**WHAT TO DO**
From the entries below, gather each line containing the word "match".
** Opening PROVIDED ENTRIES block **
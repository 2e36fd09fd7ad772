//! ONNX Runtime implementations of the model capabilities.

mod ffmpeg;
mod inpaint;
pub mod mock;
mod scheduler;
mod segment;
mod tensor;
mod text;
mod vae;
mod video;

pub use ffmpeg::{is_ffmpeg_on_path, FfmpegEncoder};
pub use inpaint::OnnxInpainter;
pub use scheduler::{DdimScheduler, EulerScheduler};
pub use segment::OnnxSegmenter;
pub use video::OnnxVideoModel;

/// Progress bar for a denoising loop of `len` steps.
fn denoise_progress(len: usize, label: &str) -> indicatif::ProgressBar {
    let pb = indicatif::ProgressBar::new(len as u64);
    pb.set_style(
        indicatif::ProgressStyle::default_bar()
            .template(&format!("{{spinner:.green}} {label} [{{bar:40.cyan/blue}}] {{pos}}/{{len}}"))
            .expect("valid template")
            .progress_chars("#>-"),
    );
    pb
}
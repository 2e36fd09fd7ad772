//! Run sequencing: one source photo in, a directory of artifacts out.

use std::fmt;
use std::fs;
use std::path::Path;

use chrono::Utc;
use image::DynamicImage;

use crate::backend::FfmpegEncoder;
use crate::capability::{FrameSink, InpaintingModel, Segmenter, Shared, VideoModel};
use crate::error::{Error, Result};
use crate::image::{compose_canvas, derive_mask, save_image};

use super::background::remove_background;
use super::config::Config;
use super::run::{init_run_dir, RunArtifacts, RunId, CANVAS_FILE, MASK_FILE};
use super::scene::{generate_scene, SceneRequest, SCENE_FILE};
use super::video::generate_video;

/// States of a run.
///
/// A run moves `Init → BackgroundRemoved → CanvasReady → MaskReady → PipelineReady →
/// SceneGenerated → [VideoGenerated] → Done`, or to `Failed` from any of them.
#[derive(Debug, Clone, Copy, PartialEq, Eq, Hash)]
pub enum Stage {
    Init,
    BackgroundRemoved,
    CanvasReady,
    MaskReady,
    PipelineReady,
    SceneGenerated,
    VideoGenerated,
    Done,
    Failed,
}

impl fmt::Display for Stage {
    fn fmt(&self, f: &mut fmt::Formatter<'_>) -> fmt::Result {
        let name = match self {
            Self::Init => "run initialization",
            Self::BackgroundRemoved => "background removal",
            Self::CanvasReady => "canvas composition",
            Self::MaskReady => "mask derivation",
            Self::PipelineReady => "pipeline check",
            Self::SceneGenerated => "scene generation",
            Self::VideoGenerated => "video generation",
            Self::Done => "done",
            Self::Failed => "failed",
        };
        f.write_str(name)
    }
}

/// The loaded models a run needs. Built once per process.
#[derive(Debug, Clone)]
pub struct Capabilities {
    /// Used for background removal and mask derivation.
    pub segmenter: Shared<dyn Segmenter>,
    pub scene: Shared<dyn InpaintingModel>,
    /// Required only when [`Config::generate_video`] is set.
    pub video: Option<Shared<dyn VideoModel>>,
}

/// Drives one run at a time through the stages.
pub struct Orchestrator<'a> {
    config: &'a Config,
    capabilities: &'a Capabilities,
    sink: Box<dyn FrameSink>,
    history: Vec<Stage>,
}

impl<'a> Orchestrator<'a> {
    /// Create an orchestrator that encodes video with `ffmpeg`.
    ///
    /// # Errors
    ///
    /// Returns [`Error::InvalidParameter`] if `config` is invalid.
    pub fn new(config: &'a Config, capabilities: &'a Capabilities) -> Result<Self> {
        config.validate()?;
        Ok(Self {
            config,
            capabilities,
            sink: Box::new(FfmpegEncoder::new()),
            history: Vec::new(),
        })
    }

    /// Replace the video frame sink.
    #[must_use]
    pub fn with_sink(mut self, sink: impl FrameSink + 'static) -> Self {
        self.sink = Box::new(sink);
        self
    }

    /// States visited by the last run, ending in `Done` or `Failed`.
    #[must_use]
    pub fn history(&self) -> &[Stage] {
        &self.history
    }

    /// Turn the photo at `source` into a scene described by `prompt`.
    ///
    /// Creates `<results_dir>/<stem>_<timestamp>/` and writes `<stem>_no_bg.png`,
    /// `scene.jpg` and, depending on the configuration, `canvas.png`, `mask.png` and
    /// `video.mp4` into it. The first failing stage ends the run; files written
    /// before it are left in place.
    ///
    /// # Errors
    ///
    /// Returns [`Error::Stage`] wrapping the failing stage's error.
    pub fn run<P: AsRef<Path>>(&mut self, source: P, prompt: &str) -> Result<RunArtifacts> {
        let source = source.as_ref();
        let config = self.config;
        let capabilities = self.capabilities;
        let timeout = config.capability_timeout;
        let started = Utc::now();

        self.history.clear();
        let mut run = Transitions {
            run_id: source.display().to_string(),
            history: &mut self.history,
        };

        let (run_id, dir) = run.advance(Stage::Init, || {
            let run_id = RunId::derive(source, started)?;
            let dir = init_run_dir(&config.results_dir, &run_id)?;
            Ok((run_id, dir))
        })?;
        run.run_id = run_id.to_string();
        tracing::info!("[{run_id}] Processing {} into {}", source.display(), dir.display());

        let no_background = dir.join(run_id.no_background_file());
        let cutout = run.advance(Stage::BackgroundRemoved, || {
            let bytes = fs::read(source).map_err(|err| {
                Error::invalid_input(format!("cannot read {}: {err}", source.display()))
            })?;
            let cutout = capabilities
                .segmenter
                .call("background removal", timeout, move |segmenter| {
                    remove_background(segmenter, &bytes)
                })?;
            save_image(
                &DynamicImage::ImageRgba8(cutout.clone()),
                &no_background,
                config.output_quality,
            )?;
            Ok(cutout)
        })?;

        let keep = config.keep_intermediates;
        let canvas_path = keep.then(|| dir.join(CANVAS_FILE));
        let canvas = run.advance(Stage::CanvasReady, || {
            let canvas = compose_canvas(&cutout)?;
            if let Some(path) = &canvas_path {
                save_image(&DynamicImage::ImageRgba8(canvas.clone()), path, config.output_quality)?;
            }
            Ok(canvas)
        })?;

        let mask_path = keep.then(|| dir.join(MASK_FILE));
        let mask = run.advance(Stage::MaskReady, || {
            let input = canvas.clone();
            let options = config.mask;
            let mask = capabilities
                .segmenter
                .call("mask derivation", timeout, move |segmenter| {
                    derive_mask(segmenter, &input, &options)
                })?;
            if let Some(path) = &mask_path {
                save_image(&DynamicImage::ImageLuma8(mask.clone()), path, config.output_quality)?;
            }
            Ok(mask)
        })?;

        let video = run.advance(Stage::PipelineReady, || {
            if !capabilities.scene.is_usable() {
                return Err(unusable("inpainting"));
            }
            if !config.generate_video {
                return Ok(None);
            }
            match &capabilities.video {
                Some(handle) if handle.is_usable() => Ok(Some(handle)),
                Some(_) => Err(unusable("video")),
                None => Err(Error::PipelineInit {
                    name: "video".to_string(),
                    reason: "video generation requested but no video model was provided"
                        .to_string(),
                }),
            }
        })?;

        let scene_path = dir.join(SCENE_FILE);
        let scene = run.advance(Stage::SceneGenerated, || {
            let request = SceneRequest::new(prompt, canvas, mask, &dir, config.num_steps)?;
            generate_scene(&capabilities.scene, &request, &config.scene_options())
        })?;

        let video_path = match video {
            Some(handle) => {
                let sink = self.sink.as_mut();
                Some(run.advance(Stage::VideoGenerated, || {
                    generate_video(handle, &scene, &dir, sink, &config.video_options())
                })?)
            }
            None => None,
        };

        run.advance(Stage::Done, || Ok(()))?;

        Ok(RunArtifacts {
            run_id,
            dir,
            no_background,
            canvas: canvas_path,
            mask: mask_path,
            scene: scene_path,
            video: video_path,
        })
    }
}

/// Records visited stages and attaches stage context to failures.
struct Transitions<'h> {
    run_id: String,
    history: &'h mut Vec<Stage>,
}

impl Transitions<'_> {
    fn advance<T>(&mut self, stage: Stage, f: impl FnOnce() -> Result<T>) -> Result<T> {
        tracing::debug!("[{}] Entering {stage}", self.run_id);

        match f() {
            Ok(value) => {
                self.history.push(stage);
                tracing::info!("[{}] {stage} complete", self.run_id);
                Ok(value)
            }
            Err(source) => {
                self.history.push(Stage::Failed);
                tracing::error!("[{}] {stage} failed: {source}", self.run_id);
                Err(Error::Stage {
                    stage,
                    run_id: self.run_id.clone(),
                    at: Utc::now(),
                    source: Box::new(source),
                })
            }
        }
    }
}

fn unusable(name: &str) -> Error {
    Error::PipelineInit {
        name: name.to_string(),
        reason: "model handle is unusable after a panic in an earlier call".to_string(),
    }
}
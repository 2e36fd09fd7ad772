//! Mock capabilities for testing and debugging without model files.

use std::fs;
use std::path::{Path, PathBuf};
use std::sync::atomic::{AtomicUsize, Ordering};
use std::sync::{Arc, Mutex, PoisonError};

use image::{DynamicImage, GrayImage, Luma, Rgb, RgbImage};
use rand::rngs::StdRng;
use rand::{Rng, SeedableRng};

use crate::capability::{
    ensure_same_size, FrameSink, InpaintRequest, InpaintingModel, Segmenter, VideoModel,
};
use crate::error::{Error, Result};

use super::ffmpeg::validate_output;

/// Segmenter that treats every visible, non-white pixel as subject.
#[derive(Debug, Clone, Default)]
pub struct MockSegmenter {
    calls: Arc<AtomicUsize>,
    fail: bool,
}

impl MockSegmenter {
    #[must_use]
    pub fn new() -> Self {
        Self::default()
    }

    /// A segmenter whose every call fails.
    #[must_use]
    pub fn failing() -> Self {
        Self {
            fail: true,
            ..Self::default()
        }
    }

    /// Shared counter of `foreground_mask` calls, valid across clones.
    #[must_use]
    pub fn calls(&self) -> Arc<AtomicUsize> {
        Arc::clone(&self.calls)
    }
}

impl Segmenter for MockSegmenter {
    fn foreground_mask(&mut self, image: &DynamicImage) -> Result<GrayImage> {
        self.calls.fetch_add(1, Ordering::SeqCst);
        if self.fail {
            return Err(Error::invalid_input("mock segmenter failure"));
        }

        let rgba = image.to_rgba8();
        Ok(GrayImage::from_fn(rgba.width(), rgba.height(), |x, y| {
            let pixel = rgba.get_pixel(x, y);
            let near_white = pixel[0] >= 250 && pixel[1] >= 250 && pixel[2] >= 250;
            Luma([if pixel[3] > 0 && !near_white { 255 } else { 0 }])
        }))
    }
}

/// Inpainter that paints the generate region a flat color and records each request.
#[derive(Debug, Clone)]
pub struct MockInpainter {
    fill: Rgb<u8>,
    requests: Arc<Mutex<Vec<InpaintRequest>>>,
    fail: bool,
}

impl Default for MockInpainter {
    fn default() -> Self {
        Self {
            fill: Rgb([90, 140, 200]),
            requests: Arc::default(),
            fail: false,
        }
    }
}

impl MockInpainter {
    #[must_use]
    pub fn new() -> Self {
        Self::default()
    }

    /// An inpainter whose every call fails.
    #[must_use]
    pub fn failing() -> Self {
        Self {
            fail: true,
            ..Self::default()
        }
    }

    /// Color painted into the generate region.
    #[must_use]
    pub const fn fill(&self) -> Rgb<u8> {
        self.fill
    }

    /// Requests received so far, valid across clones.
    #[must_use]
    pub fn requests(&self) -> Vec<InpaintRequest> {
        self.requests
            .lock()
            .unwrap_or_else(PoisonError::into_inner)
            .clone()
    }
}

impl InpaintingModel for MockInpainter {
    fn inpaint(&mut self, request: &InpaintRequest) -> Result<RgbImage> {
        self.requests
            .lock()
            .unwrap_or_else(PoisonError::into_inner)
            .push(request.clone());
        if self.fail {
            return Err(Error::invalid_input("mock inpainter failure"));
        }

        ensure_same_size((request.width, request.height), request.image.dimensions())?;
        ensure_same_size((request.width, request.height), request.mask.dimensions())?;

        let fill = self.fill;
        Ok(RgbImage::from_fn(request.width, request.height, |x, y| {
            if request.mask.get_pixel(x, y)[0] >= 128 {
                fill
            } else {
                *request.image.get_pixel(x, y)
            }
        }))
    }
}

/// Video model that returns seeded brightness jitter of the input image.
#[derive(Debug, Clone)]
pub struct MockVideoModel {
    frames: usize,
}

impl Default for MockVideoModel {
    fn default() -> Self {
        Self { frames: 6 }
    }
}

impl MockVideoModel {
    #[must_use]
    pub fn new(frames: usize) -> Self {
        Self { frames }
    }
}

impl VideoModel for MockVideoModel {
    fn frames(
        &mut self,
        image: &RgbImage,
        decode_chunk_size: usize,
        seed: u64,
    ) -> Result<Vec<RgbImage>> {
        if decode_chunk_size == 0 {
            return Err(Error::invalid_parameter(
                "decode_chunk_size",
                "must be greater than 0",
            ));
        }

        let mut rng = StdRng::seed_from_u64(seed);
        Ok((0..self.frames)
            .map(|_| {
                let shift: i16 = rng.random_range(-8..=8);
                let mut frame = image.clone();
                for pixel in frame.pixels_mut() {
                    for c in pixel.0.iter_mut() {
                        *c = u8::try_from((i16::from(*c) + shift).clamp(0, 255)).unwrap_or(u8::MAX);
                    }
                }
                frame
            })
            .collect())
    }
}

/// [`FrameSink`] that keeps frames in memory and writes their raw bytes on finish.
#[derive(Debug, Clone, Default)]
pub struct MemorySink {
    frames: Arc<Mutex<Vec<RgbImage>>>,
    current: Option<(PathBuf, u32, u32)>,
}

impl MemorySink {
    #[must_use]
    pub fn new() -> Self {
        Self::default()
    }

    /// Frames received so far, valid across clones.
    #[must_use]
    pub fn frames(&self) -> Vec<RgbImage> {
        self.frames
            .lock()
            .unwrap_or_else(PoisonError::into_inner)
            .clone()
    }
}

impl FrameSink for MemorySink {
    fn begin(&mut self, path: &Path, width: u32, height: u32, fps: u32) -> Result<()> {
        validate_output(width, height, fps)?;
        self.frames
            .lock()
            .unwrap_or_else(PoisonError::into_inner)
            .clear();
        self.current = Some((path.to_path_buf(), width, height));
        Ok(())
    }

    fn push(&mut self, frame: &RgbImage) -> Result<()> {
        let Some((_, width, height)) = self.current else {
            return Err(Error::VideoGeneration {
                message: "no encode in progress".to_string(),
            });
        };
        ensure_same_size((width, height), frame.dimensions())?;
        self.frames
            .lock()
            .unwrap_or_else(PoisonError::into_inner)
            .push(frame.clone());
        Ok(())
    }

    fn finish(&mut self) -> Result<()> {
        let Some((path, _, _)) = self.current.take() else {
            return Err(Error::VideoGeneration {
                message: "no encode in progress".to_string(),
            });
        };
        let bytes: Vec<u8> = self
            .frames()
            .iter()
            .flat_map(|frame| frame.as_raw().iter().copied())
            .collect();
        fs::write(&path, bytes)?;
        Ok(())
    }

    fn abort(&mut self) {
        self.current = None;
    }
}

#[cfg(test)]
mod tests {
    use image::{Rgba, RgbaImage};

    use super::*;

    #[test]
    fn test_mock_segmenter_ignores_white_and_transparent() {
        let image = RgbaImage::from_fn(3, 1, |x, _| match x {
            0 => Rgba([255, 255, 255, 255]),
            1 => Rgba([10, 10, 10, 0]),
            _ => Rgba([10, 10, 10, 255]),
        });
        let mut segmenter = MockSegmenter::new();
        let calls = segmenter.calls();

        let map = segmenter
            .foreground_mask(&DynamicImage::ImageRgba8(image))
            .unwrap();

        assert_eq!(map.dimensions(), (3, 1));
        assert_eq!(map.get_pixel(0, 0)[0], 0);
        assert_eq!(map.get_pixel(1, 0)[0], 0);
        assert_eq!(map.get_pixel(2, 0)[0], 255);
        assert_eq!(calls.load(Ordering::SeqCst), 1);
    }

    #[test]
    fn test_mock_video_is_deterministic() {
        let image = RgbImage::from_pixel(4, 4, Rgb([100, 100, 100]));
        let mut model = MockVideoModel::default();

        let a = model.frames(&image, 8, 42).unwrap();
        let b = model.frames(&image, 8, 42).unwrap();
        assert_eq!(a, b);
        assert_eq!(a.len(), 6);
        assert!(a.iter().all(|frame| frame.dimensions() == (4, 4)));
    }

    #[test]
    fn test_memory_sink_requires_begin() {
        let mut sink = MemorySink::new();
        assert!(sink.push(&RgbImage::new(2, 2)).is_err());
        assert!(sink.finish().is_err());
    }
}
** Closing PROVIDED ENTRIES block **
**RESPONSE TO THIS EXERCISE**
        let name = match self {
            match &capabilities.video {
        let video_path = match video {
        match f() {
        let image = RgbaImage::from_fn(3, 1, |x, _| match x {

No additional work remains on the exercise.